For the cervicothoracic planning block, it should be planned on the coronal plane, and the positioning block should be angled parallel to the cervicothoracic spine. It is necessary to check the positioning block in the axial and sagittal planes. In the axial plane, the angle should be parallel to the line connecting the center of the vertebral body and the spinous process. In the sagittal plane, the field of view (FOV) should cover the cervicothoracic spine from 1 inch above C1 down to T11, typically ranging from 350-400 mm. The slices should adequately cover the spine from the lateral border of the right transverse process to the lateral border of the left transverse process. To avoid breathing artifacts over the spinal area, a saturation band should be placed over the chest in the sagittal plane, as depicted in the diagram.
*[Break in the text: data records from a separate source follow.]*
impl<'a> Lexer<'a> {
    fn new(input: &'a str) -> Self {
        Self {
            chars: input.chars().peekable(),
            tokens: Vec::new(),
            word: Word::default(),
            in_word: false,
        }
    }

    fn flush(&mut self) {
        if self.in_word {
            self.tokens
                .push(Token::Word(std::mem::take(&mut self.word)));
            self.in_word = false;
        }
    }

    fn push(&mut self, token: Token) {
        self.flush();
        self.tokens.push(token);
    }

    fn next_if(&mut self, expected: char) -> bool {
        self.chars.next_if_eq(&expected).is_some()
    }

    fn run(mut self) -> Result<Vec<Token>, ParseError> {
        while let Some(c) = self.chars.next() {
            match c {
                ' ' | '\t' | '\r' => self.flush(),
                '\n' => self.push(Token::Semi),
                '#' if !self.in_word => {
                    while self.chars.next_if(|&n| n != '\n').is_some() {}
                }
                '\'' => {
                    self.in_word = true;
                    self.word.open_quote();
                    loop {
                        match self.chars.next() {
                            Some('\'') => break,
                            Some(n) => self.word.push_char(n, true),
                            None => return Err(syntax("unterminated single quote")),
                        }
                    }
                }
                '"' => {
                    self.in_word = true;
                    self.word.open_quote();
                    self.double_quoted()?;
                }
                '\\' => match self.chars.next() {
                    Some('\n') => {}
                    Some(n) => {
                        self.in_word = true;
                        self.word.push_char(n, true);
                    }
                    None => {
                        self.in_word = true;
                        self.word.push_char('\\', false);
                    }
                },
                '$' => {
                    self.in_word = true;
                    self.dollar(false)?;
                }
                '`' => return Err(syntax("command substitution is not supported")),
                '|' => {
                    let token = if self.next_if('|') {
                        Token::OrIf
                    } else {
                        Token::Pipe
                    };
                    self.push(token);
                }
                '&' => {
                    if self.next_if('&') {
                        self.push(Token::AndIf);
                    } else {
                        return Err(syntax("background jobs (&) are not supported"));
                    }
                }
                ';' => self.push(Token::Semi),
                '<' => self.push(Token::Redirect(RedirectOp::In)),
                '>' => {
                    let op = if self.next_if('>') {
                        RedirectOp::Append
                    } else if self.next_if('&') {
                        if !self.next_if('2') {
                            return Err(syntax("only >&2 is supported"));
                        }
                        RedirectOp::OutToErr
                    } else {
                        RedirectOp::Out
                    };
                    self.push(Token::Redirect(op));
                }
                '2' if !self.in_word && self.chars.peek() == Some(&'>') => {
                    self.chars.next();
                    let op = if self.next_if('>') {
                        RedirectOp::ErrAppend
                    } else if self.next_if('&') {
                        if !self.next_if('1') {
                            return Err(syntax("only 2>&1 is supported"));
                        }
                        RedirectOp::ErrToOut
                    } else {
                        RedirectOp::ErrOut
                    };
                    self.push(Token::Redirect(op));
                }
                other => {
                    self.in_word = true;
                    self.word.push_char(other, false);
                }
            }
        }
        self.flush();
        Ok(self.tokens)
    }

    fn double_quoted(&mut self) -> Result<(), ParseError> {
        loop {
            match self.chars.next() {
                None => return Err(syntax("unterminated double quote")),
                Some('"') => return Ok(()),
                Some('\\') => match self.chars.peek().copied() {
                    Some(n @ ('$' | '`' | '"' | '\\')) => {
                        self.chars.next();
                        self.word.push_char(n, true);
                    }
                    Some('\n') => {
                        self.chars.next();
                    }
                    _ => self.word.push_char('\\', true),
                },
                Some('$') => self.dollar(true)?,
                Some('`') => return Err(syntax("command substitution is not supported")),
                Some(n) => self.word.push_char(n, true),
            }
        }
    }

    fn dollar(&mut self, quoted: bool) -> Result<(), ParseError> {
        match self.chars.peek().copied() {
            Some('{') => {
                self.chars.next();
                let mut body = String::new();
                loop {
                    match self.chars.next() {
                        Some('}') => break,
                        Some(c) => body.push(c),
                        None => return Err(syntax("unterminated ${")),
                    }
                }
                let (name, default) = match body.split_once(":-") {
                    Some((name, default)) => (name.to_string(), Some(default.to_string())),
                    None => (body, None),
                };
                if !is_valid_name(&name) && !is_special_var(&name) {
                    return Err(syntax(format!("bad substitution: ${{{name}}}")));
                }
                self.word.parts.push(WordPart::Var {
                    name,
                    default,
                    quoted,
                });
            }
            Some('(') => return Err(syntax("command substitution is not supported")),
            Some(c) if c == '?' || c == '#' || c == '@' || c.is_ascii_digit() => {
                self.chars.next();
                self.word.parts.push(WordPart::Var {
                    name: c.to_string(),
                    default: None,
                    quoted,
                });
            }
            Some(c) if c.is_ascii_alphabetic() || c == '_' => {
                let mut name = String::new();
                while let Some(n) = self
                    .chars
                    .next_if(|n| n.is_ascii_alphanumeric() || *n == '_')
                {
                    name.push(n);
                }
                self.word.parts.push(WordPart::Var {
                    name,
                    default: None,
                    quoted,
                });
            }
            _ => self.word.push_char('$', quoted),
        }
        Ok(())
    }
}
The phase direction should be head to feet to minimize motion artifacts from the chest.
Similarly, for the thoracolumbar planning block, it should be planned on the coronal plane, with the positioning block angled parallel to the thoracolumbar spine. The positioning block should be checked in the axial and sagittal planes, ensuring an appropriate angle parallel to the line connecting the center of the vertebral body and the spinous process in the axial plane. The sagittal plane FOV should cover the thoracolumbar spine from T7 down to the coccyx, typically ranging from 350-400 mm. The slices should sufficiently cover the spine from the lateral border of the right transverse process to the lateral border of the left transverse process. To prevent breathing artifacts, a saturation band should be placed over the abdomen in the sagittal plane, as shown in the diagram. The phase direction should be head to feet to minimize motion artifacts from the chest.
Parameters
TR 4000-5000 | TE 110 | FLIP 130 | NEX 2 | SLICE 4MM | MATRIX 512X384 | FOV 350-400 | PHASE H>F | GAP 10% | TI 150 |
Image composing
Composing Siemens MRI refers to the capability of automatically or manually creating composite images from acquired data. This involves combining multiple individual axial, sagittal and coronal images into a single, comprehensive image for improved visualization and analysis. This feature is particularly advantageous in whole spine and whole body imaging, allowing efficient examination of the complete acquired dataset on a single screen. This time-saving approach enhances diagnostic precision.
MIP (Maximum Intensity Projection) of b1000
MIP (Maximum Intensity Projection) reconstruction is a technique used in MRI (Magnetic Resonance Imaging) to create a two-dimensional image that displays the maximum intensity along a chosen projection path. It involves projecting the highest signal intensity voxel from each slice along a specific viewing direction onto a single image plane. MIP reconstructions are commonly used in vascular imaging to enhance the visualization of blood vessels and highlight areas of high signal intensity. This technique allows for a comprehensive overview of the vasculature and aids in identifying abnormalities or areas of interest in a three-dimensional volume dataset.
MIP proves highly advantageous in enhancing visualization of pathological hotspots in whole-body DWI images. Composing a coronal MIP image from DWI’s b1000 aids radiologists in efficiently identifying hotspots akin to isotopic scans.